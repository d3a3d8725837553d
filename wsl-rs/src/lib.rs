//! XML to WSL transcoding.
//!
//! WSL is a compact, indentation-based rendering of an XML tree. Each element
//! is written as its (dash-cased) name followed by up to three blocks:
//! namespace declarations in `( )`, attributes in `[ ]` and child elements in
//! `{ }`:
//!
//! ```text
//!  pkg ( wslns:ns="urn:y" ) {
//!   ns:child [ attr-value="5" ]
//! }
//! ```
//!
//! Loading is done by [`xml`] on top of quick-xml; the tree lives in
//! [`node`]; [`wsl`] holds the emitter and a tokenizer for the output format.

pub mod error;
pub mod node;
pub mod wsl;
pub mod xml;

use std::io::{Read, Write};

pub use error::{Error, Result};
pub use node::{ExpandedName, NamespaceContext, Scope, XmlAttribute, XmlDocument, XmlElement};
pub use wsl::{
    to_wsl_string, wsl_local_name, Lexer, Token, TokenKind, WslEmitter, WslOptions,
    DECLARATION_MARKER,
};
pub use xml::{load, load_file, load_str, XmlLoader};

/// Reads a whole XML document from `input` and writes it to `output` as WSL.
///
/// Nothing is written unless the input parses. `output` is not flushed.
pub fn transcode<R: Read, W: Write>(input: R, output: W) -> Result<()> {
    let document = load(input)?;
    let mut emitter = WslEmitter::new(output);
    emitter.write_document(&document)?;
    Ok(())
}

• • • • •

WORK ITEM => Scan the records for the string "Result" and report each line where it occurs.

TASK SOLUTION =>
pub use error::{Error, Result};
pub fn transcode<R: Read, W: Write>(input: R, output: W) -> Result<()> {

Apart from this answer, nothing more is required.